L’accord, annoncé lundi 13 novembre par communiqué, permet à Absa Mauritius de renforcer son pôle retail et son segment PME pour des actifs et des passifs estimés à environ 38 000 clients. La transaction est soumise à l’approbation des autorités réglementaires et devrait être finalisée au troisième trimestre de 2024.
« Nous restons déterminés dans nos efforts pour créer une activité plus diversifiée à travers la géographie, le segment et le produit, et nous continuerons à déployer des capitaux pour des perspectives de croissance attrayantes à travers le continent alors que nous réalisons notre ambition d’être une banque panafricaine de premier plan », a déclaré le PDG du groupe Absa, Arrie Rautenbach.
Le groupe Absa détient des participations majoritaires dans des banques au Botswana, au Ghana, au Kenya, à Maurice, au Mozambique, aux Seychelles, en Afrique du Sud, en Tanzanie (Absa Bank Tanzania et National Bank of Commerce), en Ouganda et en Zambie, et possède des activités d’assurance au Botswana, au Kenya, au Mozambique, en Afrique du Sud et en Zambie.
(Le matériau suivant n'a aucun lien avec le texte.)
//! Concurrent Resolution Tests
//!
//! 1. **Single Resolver** - Racing readers of one cell all see one value
//! 2. **Kind/Value Race** - `kind()` racing `value()` agrees with the result
//! 3. **Global Serialization** - Unrelated cells resolve one at a time

use crate::common::*;
use std::sync::Arc;
use std::time::{Duration, Instant};

#[test]
fn racing_readers_observe_one_value() {
    for _ in 0..10 {
        let cell = Arc::new(fast_cell());
        let handles = spawn_synchronized(8, {
            let cell = Arc::clone(&cell);
            move |_| cell.value().clone()
        });

        let results: Vec<Value> = handles.into_iter().map(|h| h.join().unwrap()).collect();
        let first = &results[0];
        assert!(results.iter().all(|v| v == first), "divergent: {:?}", results);
        assert_eq!(cell.value(), first);
    }
}

#[test]
fn racing_readers_share_one_allocation() {
    let cell = Arc::new(fast_cell());
    let handles = spawn_synchronized(8, {
        let cell = Arc::clone(&cell);
        move |_| cell.value() as *const Value as usize
    });

    let addresses: Vec<usize> = handles.into_iter().map(|h| h.join().unwrap()).collect();
    assert!(addresses.iter().all(|&a| a == addresses[0]));
}

#[test]
fn kind_racing_value_agrees_with_resolution() {
    // kind() takes no resolution lock; whichever caller memoizes the kind
    // first, the value must be synthesized for that same kind.
    for _ in 0..20 {
        let cell = Arc::new(fast_cell());
        let handles = spawn_synchronized(6, {
            let cell = Arc::clone(&cell);
            move |i| {
                if i % 2 == 0 {
                    cell.kind()
                } else {
                    cell.value().kind()
                }
            }
        });

        let kinds: Vec<Kind> = handles.into_iter().map(|h| h.join().unwrap()).collect();
        let resolved = cell.value().kind();
        assert!(kinds.iter().all(|&k| k == resolved), "{:?} vs {:?}", kinds, resolved);
    }
}

#[test]
fn unrelated_cells_resolve_serially() {
    const THREADS: usize = 6;
    let config = CellConfig {
        seed_delay_ms: 20,
        max_string_length: 16,
    };

    let start = Instant::now();
    let handles = spawn_synchronized(THREADS, move |_| {
        let cell = Unobserved::with_config(config.clone());
        cell.value().kind()
    });
    for handle in handles {
        handle.join().unwrap();
    }

    // One process-wide lock: the delays add up instead of overlapping
    assert!(start.elapsed() >= Duration::from_millis(20 * THREADS as u64));
}

#[test]
fn compare_on_unresolved_cell_from_many_threads() {
    let pristine = Arc::new(fast_cell());
    let other = Arc::new(Unobserved::observed(Value::Int32(5)));
    let handles = spawn_synchronized(4, {
        let pristine = Arc::clone(&pristine);
        let other = Arc::clone(&other);
        move |_| (0..100).map(|_| pristine.compare(&other) as i32).sum::<i32>()
    });
    for handle in handles {
        handle.join().unwrap();
    }
    assert!(!pristine.is_resolved());
}

/// High contention on a shared pool of cells.
/// Run with: cargo test --test cell stress -- --ignored
#[test]
#[ignore]
fn stress_shared_pool_resolution() {
    let cells: Arc<Vec<Unobserved>> = Arc::new((0..200).map(|_| fast_cell()).collect());
    let handles = spawn_synchronized(16, {
        let cells = Arc::clone(&cells);
        move |t| {
            (0..cells.len())
                .map(|i| cells[(i + t * 7) % cells.len()].value().to_string())
                .count()
        }
    });
    for handle in handles {
        handle.join().unwrap();
    }
    let snapshot: Vec<String> = cells.iter().map(|c| c.value().to_string()).collect();
    let again: Vec<String> = cells.iter().map(|c| c.value().to_string()).collect();
    assert_eq!(snapshot, again);
}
Avec cette démarche HSBC Mauritius entend se désengager de ces opérations dans le pays afin de se focaliser sur le pôle international de la banque. HSCB maintiendra cependant sa clientèle offshore et celle des grosses sociétés mauriciennes.
«Nous allons continuer à servir nos clients internationaux en les aidant à tirer avantage de nos infrastructures de pointe et de notre réseau international.», a déclaré Greg Lowden, CEO de HSBC Mauritius.
En 2022, HSBC a céder ses activités canadiennes à la Banque Royale du Canada pour 13,5 milliards de dollars canadiens (9,85 milliards USD) après le retrait de son activité de banque de détail sur le marché de masse aux États-Unis, un an plus tôt, dans le cadre d’un accord qui lui a permis de se désengager d’une dizaines de succursales.